Computational modelling

We are working to build the theoretical and technical foundations for Computational Curriculum Studies. Current technologies enable a computational restructuration of knowledge (sensu Wilensky & Papert, 2010), a process already occurring implicitly as educators use AI. This offers both potential and peril for the cultural evolution of schooling systems (sensu Brinkmann et al., 2023). Our work will clarify these opportunities and risks, making this process more explicit, reflective, and values-driven.

Key focal areas include:

We are working to review and prototype methods for representing curricula as prerequisite networks (Aldrich, 2015), where concepts are nodes and dependencies are edges. This allows for the analysis of curricular structures of knowledge and the generation of alternative learning pathways.

We will explore the „information bottleneck“ method (Tishby et al., 2000) as a formal model for curriculum design, balancing the breadth of knowledge with the depth of conceptual understanding. This provides a novel theoretical basis for tackling curriculum overload. We will clarify the opportunities and constraints of this degree of formalization in curriculum design across data-rich and data-scarce schooling environments.

Drawing on emerging discourse in data science, we will develop protocols for making stakeholder „Theories of Schooling“ more Findable, Accessible, Interoperable, and Reusable (FAIR; Van Lissa et al., 2025). This involves designing survey instruments, interview protocols and curriculum scope and sequence planning activities that can elicit these models and translate them into machine-readable formats aligned with the Common Educational Data Standards (CEDS; https://ceds.ed.gov/). This represents a foundational step for empowering participatory computational curriculum design.

We will apply emerging frameworks for socio-technical systems (Smaldino et al., 2025), conceptualizing educational systems as information architectures, to understand how different computational tools shape the flow of information and power within a curriculum design process (in relation to machine-culture coevolution, Brinkmann et al. 2023).

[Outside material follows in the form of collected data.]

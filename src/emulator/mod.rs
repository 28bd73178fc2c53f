//! Host-facing wrapper: image loading, bounded runs, console I/O and
//! introspection over a single [`Machine`].

use thiserror::Error;
use tracing::info;

use crate::config::Config;
use crate::cpu::{HaltReason, Machine, MachineError, StepOutcome, Xlen};
use crate::debug::{self, DebugError, ProbeError, RunUntil};
use crate::device::{DTB_BASE, DTB_SIZE, fdt};
use crate::elf::{self, LoadError, Symbols};

#[derive(Error, Debug)]
pub enum EmulatorError {
    #[error(transparent)]
    Load(#[from] LoadError),

    #[error(transparent)]
    Machine(#[from] MachineError),

    #[error("breakpoint 0x{0:x} does not fit in a 32-bit address")]
    InvalidBreakpoint(u64),
}

pub struct Emulator {
    machine: Machine,
    symbols: Symbols,
}

impl Emulator {
    /// Builds a machine from `image`, either an ELF file or a flat binary
    /// that is placed at the start of RAM.
    pub fn new(config: &Config, image: &[u8]) -> Result<Self, EmulatorError> {
        let is_elf = elf::is_elf(image);
        let xlen = match config.xlen {
            Some(xlen) => xlen,
            None if is_elf => elf::elf_xlen(image)?,
            None => Xlen::default(),
        };

        let mut machine = Machine::new(config.ram_bytes, xlen);
        let (entry, symbols, tohost) = if is_elf {
            let loaded = elf::load_elf(image, &mut machine.bus.ram)?;
            (loaded.entry, loaded.symbols, loaded.tohost)
        } else {
            let entry = elf::load_raw(image, &mut machine.bus.ram)?;
            (entry, Symbols::default(), None)
        };

        machine.cpu.pc = xlen.truncate(entry);
        // boot protocol: a0 = hart id, a1 = device tree
        machine.cpu.write_reg(10, 0);
        machine.cpu.write_reg(11, DTB_BASE);
        let dtb = fdt::build(&fdt::FdtParams {
            ram_size: config.ram_bytes as u64,
            xlen,
            bootargs: &config.bootargs,
        });
        check_dtb_size(&dtb)?;
        machine.bus.set_dtb(dtb);
        machine.mmu.set_cache_enabled(config.page_cache);
        machine.set_tohost(tohost);

        info!(
            entry = format_args!("0x{entry:x}"),
            xlen = xlen.bits(),
            ram = config.ram_bytes,
            symbols = symbols.len(),
            "image loaded"
        );
        if let Some(addr) = tohost {
            info!(tohost = format_args!("0x{addr:x}"), "test mode");
        }

        Ok(Self { machine, symbols })
    }

    /// Installs a disk image behind the virtio block device.
    pub fn attach_filesystem(&mut self, bytes: Vec<u8>) {
        self.machine.bus.virtio.attach(bytes);
    }

    /// Replaces the generated device tree.
    pub fn attach_dtb(&mut self, bytes: Vec<u8>) -> Result<(), EmulatorError> {
        check_dtb_size(&bytes)?;
        self.machine.bus.set_dtb(bytes);
        Ok(())
    }

    /// Runs until the guest halts. Never returns for guests that don't.
    pub fn run(&mut self) -> Result<HaltReason, EmulatorError> {
        loop {
            if let StepOutcome::Halted(reason) = self.machine.step()? {
                return Ok(reason);
            }
        }
    }

    /// Runs `n` steps, trapping steps included. Stops early on halt.
    pub fn run_cycles(&mut self, n: u64) -> Result<Option<HaltReason>, EmulatorError> {
        Ok(debug::step_n(&mut self.machine, n)?)
    }

    pub fn run_until_breakpoints(
        &mut self,
        addresses: &[u64],
        max_cycles: u64,
    ) -> Result<RunUntil, EmulatorError> {
        if self.machine.xlen() == Xlen::Bit32 {
            if let Some(&addr) = addresses.iter().find(|&&addr| addr > u32::MAX as u64) {
                return Err(EmulatorError::InvalidBreakpoint(addr));
            }
        }
        Ok(debug::run_until(&mut self.machine, addresses, max_cycles)?)
    }

    pub fn read_register(&self, index: usize) -> Result<u64, DebugError> {
        debug::read_register(&self.machine, index)
    }

    pub fn read_pc(&self) -> u64 {
        debug::read_pc(&self.machine)
    }

    /// Eight bytes at a virtual address, read without side effects.
    pub fn load_doubleword(&self, addr: u64) -> Result<u64, ProbeError> {
        debug::read_memory(&self.machine, addr)
    }

    pub fn resolve_symbol(&self, name: &str) -> Option<u64> {
        self.symbols.get(name).copied()
    }

    pub fn disassemble_next_instruction(&self) -> String {
        debug::disassemble_at(&self.machine, self.machine.cpu.pc)
    }

    pub fn put_input(&mut self, byte: u8) {
        self.machine.bus.put_input(byte);
    }

    /// Next console byte, or 0 when nothing is pending. A 0x00 written by the
    /// guest is indistinguishable from an empty queue.
    pub fn get_output(&mut self) -> u8 {
        self.machine.bus.get_output()
    }

    pub fn enable_page_cache(&mut self, enabled: bool) {
        self.machine.mmu.set_cache_enabled(enabled);
    }

    pub fn halt_reason(&self) -> Option<HaltReason> {
        self.machine.halt_reason()
    }

    pub fn machine(&self) -> &Machine {
        &self.machine
    }

    pub fn machine_mut(&mut self) -> &mut Machine {
        &mut self.machine
    }
}

fn check_dtb_size(blob: &[u8]) -> Result<(), LoadError> {
    if blob.len() as u64 > DTB_SIZE {
        return Err(LoadError::DtbTooLarge {
            size: blob.len() as u64,
            max: DTB_SIZE,
        });
    }
    Ok(())
}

Participatory design-based research

We are working to ground this broader theoretical work in the lived realities and needs of school stakeholders. This area focuses on building the social infrastructure and participatory methods necessary for equitable curriculum design. A central challenge in curriculum reform is the gap between policy and practice; teachers are often skeptical of radical changes they had no part in creating. Our highly participatory approach directly addresses this by positioning educators, policy makers, and even students, as co-designers. 

Key focal areas include:

We will pilot research methods (surveys, ethnographic observation, participatory workshops) in diverse field sites to characterize local ToS, standards, and implementation practices.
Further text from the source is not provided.